WBC heavyweight champion Deontay Wilder will have one eye on a future super-fight with IBF, IBO, WBA champion Anthony Joshua on Saturday when he defends his World Boxing Council heavyweight title against Canadian challenger Bermane Stiverne in New York.

Wilder (38-0, with 37 KOs) faces Stiverne for the second time, two years after winning the title from the 39-year-old in a one-sided unanimous victory in Las Vegas in January 2015.

The Canadian earned another crack at Wilder in September after the scheduled challenger, Luis Ortiz, failed a drugs test.

If their first meeting is anything to go by, Wilder is expected to have little difficulty in putting away Stiverne for a second time. Judges scored the first fight 120-108, 119-108 and 118-109 in Wilder's favour.

An explosive Wilder performance at the Barclays Center in Brooklyn would intensify the drumbeat for the heavyweight match-up that the boxing world craves -- a collision against British star Joshua.

Joshua said after his title defence over Carlos Takam in Cardiff last weekend that a fight with Wilder "has to happen."

"Boxing needs it and so do I, 100 percent," he said.

The prospects for that fight however have been complicated by the WBC's decision to declare the winner of Saturday's undercard bout between Dominic Breazeale and Eric Molina as the mandatory challenger for Wilder.

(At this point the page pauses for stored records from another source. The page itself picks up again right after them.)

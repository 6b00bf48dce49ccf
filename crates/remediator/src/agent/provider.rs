//! LLM Provider Adapter
//!
//! Drives a Rig completion model as the decision-maker: the conversation is
//! replayed as provider messages with the tool definitions attached, and the
//! model's tool calls come back as a `Decision`.

use super::conversation::{ConversationState, Role, ToolCall};
use super::decision::{Decision, DecisionMaker};
use super::tools::ToolSpec;
use crate::config::{AgentConfig, LLMProviderKind};
use anyhow::{anyhow, Result};
use async_trait::async_trait;
use rig::completion::{CompletionModel, Message, ToolDefinition};
use rig::message::{AssistantContent, ToolResultContent, UserContent};
use rig::providers::{anthropic, openai};
use rig::OneOrMany;
use std::sync::Arc;
use tracing::debug;

pub struct RigDecisionMaker<M: CompletionModel> {
    model: M,
    temperature: f64,
    max_tokens: u64,
}

impl<M: CompletionModel> RigDecisionMaker<M> {
    pub fn new(model: M, temperature: f64, max_tokens: u64) -> Self {
        Self {
            model,
            temperature,
            max_tokens,
        }
    }
}

fn to_messages(state: &ConversationState) -> Vec<Message> {
    let mut messages = Vec::with_capacity(state.len());

    for entry in state.entries() {
        match entry.role {
            Role::User => messages.push(Message::user(entry.content.clone())),
            Role::Tool => {
                let id = entry.tool_call_id.clone().unwrap_or_default();
                messages.push(Message::User {
                    content: OneOrMany::one(UserContent::tool_result(
                        id,
                        OneOrMany::one(ToolResultContent::text(entry.content.clone())),
                    )),
                });
            }
            Role::Assistant => {
                let mut content = Vec::new();
                if !entry.content.is_empty() {
                    content.push(AssistantContent::text(entry.content.clone()));
                }
                for call in &entry.tool_calls {
                    content.push(AssistantContent::tool_call(
                        call.id.clone(),
                        call.name.clone(),
                        call.arguments.clone(),
                    ));
                }
                if let Ok(content) = OneOrMany::many(content) {
                    messages.push(Message::Assistant { content });
                }
            }
        }
    }

    messages
}

fn to_definitions(tools: &[ToolSpec]) -> Vec<ToolDefinition> {
    tools
        .iter()
        .map(|t| ToolDefinition {
            name: t.name.clone(),
            description: t.description.clone(),
            parameters: t.parameters.clone(),
        })
        .collect()
}

#[async_trait]
impl<M> DecisionMaker for RigDecisionMaker<M>
where
    M: CompletionModel + 'static,
{
    async fn decide(
        &self,
        system_prompt: &str,
        state: &ConversationState,
        tools: &[ToolSpec],
    ) -> Result<Decision> {
        let mut history = to_messages(state);
        let prompt = history
            .pop()
            .ok_or_else(|| anyhow!("Conversation is empty; nothing to decide on"))?;

        let response = self
            .model
            .completion_request(prompt)
            .preamble(system_prompt.to_string())
            .messages(history)
            .tools(to_definitions(tools))
            .temperature(self.temperature)
            .max_tokens(self.max_tokens)
            .send()
            .await
            .map_err(|e| anyhow!("LLM completion failed: {:?}", e))?;

        let mut text = Vec::new();
        let mut calls = Vec::new();
        for content in response.choice.iter() {
            match content {
                AssistantContent::Text(t) => text.push(t.text.clone()),
                AssistantContent::ToolCall(call) => calls.push(ToolCall {
                    id: call.id.clone(),
                    name: call.function.name.clone(),
                    arguments: call.function.arguments.clone(),
                }),
                #[allow(unreachable_patterns)]
                _ => {}
            }
        }
        let text = text.join("\n");
        debug!(tool_calls = calls.len(), text_len = text.len(), "LLM decision");

        if calls.is_empty() {
            Ok(Decision::FinalAnswer(text))
        } else {
            Ok(Decision::CallTools {
                thought: text,
                calls,
            })
        }
    }
}

/// Create the decision-maker from configuration
pub fn create_decision_maker(config: &AgentConfig) -> Result<Arc<dyn DecisionMaker>> {
    match config.provider {
        LLMProviderKind::Anthropic => {
            let base_url = config
                .base_url
                .as_deref()
                .unwrap_or("https://api.anthropic.com");
            let client = anthropic::Client::new(
                &config.api_key,
                base_url,
                None,
                anthropic::ANTHROPIC_VERSION_LATEST,
            );
            Ok(Arc::new(RigDecisionMaker::new(
                client.completion_model(&config.model),
                config.temperature,
                config.max_tokens,
            )))
        }
        LLMProviderKind::OpenAI => {
            // OpenAI-compatible endpoints (DashScope, vLLM, ...) only differ by base URL.
            let client = match &config.base_url {
                Some(url) => openai::Client::from_url(&config.api_key, url),
                None => openai::Client::new(&config.api_key),
            };
            Ok(Arc::new(RigDecisionMaker::new(
                client.completion_model(&config.model),
                config.temperature,
                config.max_tokens,
            )))
        }
    }
}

Wilder however has accused Joshua of ducking him, and declares that he is ready to fight the Briton.

"As soon as Anthony Joshua accepts the fight, then I'll be there," Wilder said. "They're trying to distract people because they know that I'm a danger to anybody's career. All their excuses have nothing to do with the sport of boxing," he said.

"The only thing people care about is the best fighting the best, and that's what I'm trying to do. I've called out every name in the sport. All the top guys have ducked me, so I just have to take care of the people that are able to get in the ring."